How Parasitic Capacitance Breaks Optocoupler Isolation in Switching Power Supplies
- Francesco Poderico
- 5 days ago
- 3 min read
Optocouplers are widely used in isolated power supplies to transfer feedback information across an isolation barrier. In schematics, they appear as a clean and robust solution: no galvanic connection, clear separation between primary and secondary, and good noise immunity.
In practice, optocouplers are often one of the main entry points for switching noise into the control loop. They are commoinly used in isulated AC/DC, DC/DC and PoE applications.
This article explains why that happens, how parasitic capacitance plays a central role, and why small PCB layout details can completely undermine optocoupler performance.

Typical PoE solution using the LTC4267 from Analog Device
Galvanic Isolation Is Not High-Frequency Isolation
An optocoupler provides galvanic isolation, meaning there is no direct conductive path between its input and output.
However, at high frequency, isolation is dominated not by conductivity, but by capacitance.
Inside every optocoupler there is:
Parasitic capacitance between the LED and the photodetector
Parasitic capacitance between package pins
Parasitic capacitance to surrounding copper and planes
Typical values are small — often in the range of 0.5 pF to several pF — but at high dv/dt these values become critically important.

When we add an optocouple we should always imagine the 3 parassitic capacitors as shown above.
The Role of High dv/dt Nodes
In switching power supplies, nodes such as the drain of a MOSFET or the primary switch node (Vsw) experience extremely fast voltage transitions.
dv/dt values of tens of volts per nanosecond are common.
Any parasitic capacitance connected to these nodes will inject displacement current according to:
I=C⋅dV/dt
Even a few picofarads can result in tens or hundreds of milliamps of current spikes at each switching edge.
These currents do not flow through wires — they flow through electric fields.
How PCB Layout Makes the Problem Worse
The PCB often contributes far more parasitic capacitance than the optocoupler itself.
Common contributors include:
Pads and copper areas near Vsw
Test pads
Unused footprints
Copper pours under or near switching nodes
Planes on adjacent layers
As shown in the figure below, even ten small pads can easily add 1–2 pF of parasitic capacitance.
Individually insignificant copper features become significant when they are all exposed to the same high-dv/dt node.
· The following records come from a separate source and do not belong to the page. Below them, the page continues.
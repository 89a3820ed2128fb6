use std::collections::HashMap;

use crate::database::MatchResultRow;

#[derive(Debug, Clone, Copy, PartialEq, Eq)]
pub enum StreakKind {
    Win,
    Loss,
}

impl StreakKind {
    pub fn as_str(self) -> &'static str {
        match self {
            StreakKind::Win => "win",
            StreakKind::Loss => "loss",
        }
    }
}

/// A player's record against one opponent.
#[derive(Debug, Clone)]
pub struct HeadToHeadRecord {
    pub opponent_id: i64,
    pub opponent_name: String,
    pub total_matches: usize,
    pub wins: usize,
    pub losses: usize,
}

#[derive(Debug, Clone)]
pub struct PlayerStatistics {
    pub biggest_gain: f64,
    pub biggest_loss: f64,
    pub current_streak: usize,
    pub streak_kind: Option<StreakKind>,
    pub head_to_head: Vec<HeadToHeadRecord>,
}

/// Condenses a player's results into headline numbers: their largest single
/// rating swing in each direction, the run of identical outcomes they are
/// currently on, and their record against every opponent they have faced.
///
/// `results` must be ordered most recent first, as the database layer
/// returns them; the streak is read off the front of the slice.
pub fn summarize_results(results: &[MatchResultRow]) -> PlayerStatistics {
    let biggest_gain = results
        .iter()
        .map(|r| r.elo_delta)
        .fold(0.0_f64, f64::max);
    let biggest_loss = results
        .iter()
        .map(|r| r.elo_delta)
        .fold(0.0_f64, f64::min);

    let streak_kind = results.first().map(|r| {
        if r.won {
            StreakKind::Win
        } else {
            StreakKind::Loss
        }
    });
    let current_streak = match results.first() {
        Some(latest) => results.iter().take_while(|r| r.won == latest.won).count(),
        None => 0,
    };

    let mut by_opponent: HashMap<i64, HeadToHeadRecord> = HashMap::new();
    for result in results {
        let record = by_opponent
            .entry(result.opponent_id)
            .or_insert_with(|| HeadToHeadRecord {
                opponent_id: result.opponent_id,
                opponent_name: result.opponent_name.clone(),
                total_matches: 0,
                wins: 0,
                losses: 0,
            });
        record.total_matches += 1;
        if result.won {
            record.wins += 1;
        } else {
            record.losses += 1;
        }
    }

    let mut head_to_head: Vec<HeadToHeadRecord> = by_opponent.into_values().collect();
    head_to_head.sort_by(|a, b| {
        b.total_matches
            .cmp(&a.total_matches)
            .then_with(|| a.opponent_name.cmp(&b.opponent_name))
    });

    PlayerStatistics {
        biggest_gain,
        biggest_loss,
        current_streak,
        streak_kind,
        head_to_head,
    }
}

#[cfg(test)]
mod tests {
    use super::*;
    use chrono::NaiveDate;

    fn result(opponent_id: i64, opponent_name: &str, won: bool, elo_delta: f64) -> MatchResultRow {
        MatchResultRow {
            match_id: 0,
            opponent_id,
            opponent_name: opponent_name.to_string(),
            won,
            elo_delta,
            played_at: NaiveDate::from_ymd_opt(2024, 6, 1)
                .unwrap()
                .and_hms_opt(12, 0, 0)
                .unwrap(),
        }
    }

    #[test]
    fn empty_history_yields_zeroed_statistics() {
        let stats = summarize_results(&[]);

        assert_eq!(stats.biggest_gain, 0.0);
        assert_eq!(stats.biggest_loss, 0.0);
        assert_eq!(stats.current_streak, 0);
        assert_eq!(stats.streak_kind, None);
        assert!(stats.head_to_head.is_empty());
    }

    #[test]
    fn biggest_swings_pick_the_extremes() {
        let results = [
            result(2, "bob", true, 12.3),
            result(3, "carol", false, -18.4),
            result(2, "bob", true, 17.1),
            result(3, "carol", false, -5.0),
        ];

        let stats = summarize_results(&results);
        assert_eq!(stats.biggest_gain, 17.1);
        assert_eq!(stats.biggest_loss, -18.4);
    }

    #[test]
    fn all_losses_leave_biggest_gain_at_zero() {
        let results = [
            result(2, "bob", false, -9.0),
            result(3, "carol", false, -14.2),
        ];

        let stats = summarize_results(&results);
        assert_eq!(stats.biggest_gain, 0.0);
        assert_eq!(stats.biggest_loss, -14.2);
    }

    #[test]
    fn streak_counts_latest_run_of_identical_outcomes() {
        // Most recent first: two wins, then a loss ends the run.
        let results = [
            result(2, "bob", true, 10.0),
            result(3, "carol", true, 8.0),
            result(2, "bob", false, -11.0),
            result(2, "bob", true, 9.0),
        ];

        let stats = summarize_results(&results);
        assert_eq!(stats.current_streak, 2);
        assert_eq!(stats.streak_kind, Some(StreakKind::Win));
    }

    #[test]
    fn losing_streak_is_reported_as_such() {
        let results = [
            result(2, "bob", false, -7.0),
            result(3, "carol", false, -6.0),
            result(2, "bob", false, -8.0),
        ];

        let stats = summarize_results(&results);
        assert_eq!(stats.current_streak, 3);
        assert_eq!(stats.streak_kind, Some(StreakKind::Loss));
    }

    #[test]
    fn head_to_head_groups_per_opponent_most_played_first() {
        let results = [
            result(2, "bob", true, 10.0),
            result(3, "carol", false, -9.0),
            result(2, "bob", false, -8.0),
            result(2, "bob", true, 7.0),
        ];

        let stats = summarize_results(&results);
        assert_eq!(stats.head_to_head.len(), 2);

        let bob = &stats.head_to_head[0];
        assert_eq!(bob.opponent_name, "bob");
        assert_eq!(bob.total_matches, 3);
        assert_eq!(bob.wins, 2);
        assert_eq!(bob.losses, 1);

        let carol = &stats.head_to_head[1];
        assert_eq!(carol.opponent_name, "carol");
        assert_eq!(carol.total_matches, 1);
        assert_eq!(carol.wins, 0);
        assert_eq!(carol.losses, 1);
    }
}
Figure 1 – Parasitic capacitance created by pads and copper near a high-dv/dt switching node
How the Noise Reaches the Optocoupler
The noise does not travel through the optocoupler in the schematic sense. It jumps across it capacitively.
The mechanism is as follows:
The high-dv/dt switching node couples capacitively to nearby copper
Displacement current is injected into the secondary-side ground or feedback network
The optocoupler input and output no longer share a stable reference
The optocoupler output current is modulated by noise
The feedback loop reacts to noise instead of true output voltage
This happens even though there is no DC connection across the isolation barrier.
Why the Feedback Loop Suffers So Much
The optocoupler output typically feeds:
An error amplifier
A compensation network
A high-impedance control input
These circuits are:
High gain
High impedance
Extremely sensitive to injected current
As a result, very small parasitic currents can cause:
Output voltage jitter
Loop instability
Subharmonic oscillation
Audible noise
EMC failures that appear random or load-dependent
Why This Is Hard to Diagnose
This problem is often misdiagnosed because:
The schematic shows perfect isolation
DC measurements look correct
The problem may only appear at high line or high load
EMC failures
Adding snubbers or capacitors sometimes “helps” by accident
audible noise
Without understanding the capacitive coupling mechanism, fixes are often trial-and-error.
Practical Layout Rules for Optocouplers
To minimise parasitic noise injection into optocouplers:
Keep high-dv/dt copper areas as small as possible
Avoid pads, vias, and copper pours near Vsw
Do not place planes under switching nodes or transformers
Keep optocoupler input and output circuitry compact and local
Treat optocouplers as high-frequency analog components, not digital isolators
Physically separate switching nodes from feedback and opto circuitry
These measures reduce parasitic capacitance and therefore reduce displacement current.
Key Takeaway
Optocouplers do not fail because they are bad components.They fail because parasitic capacitance turns isolation into a high-frequency coupling path.
In switching power supplies, controlling dv/dt and parasitic capacitance is just as important as choosing the right topology or controller.
The schematic shows isolation.
The PCB determines whether that isolation survives at high frequency.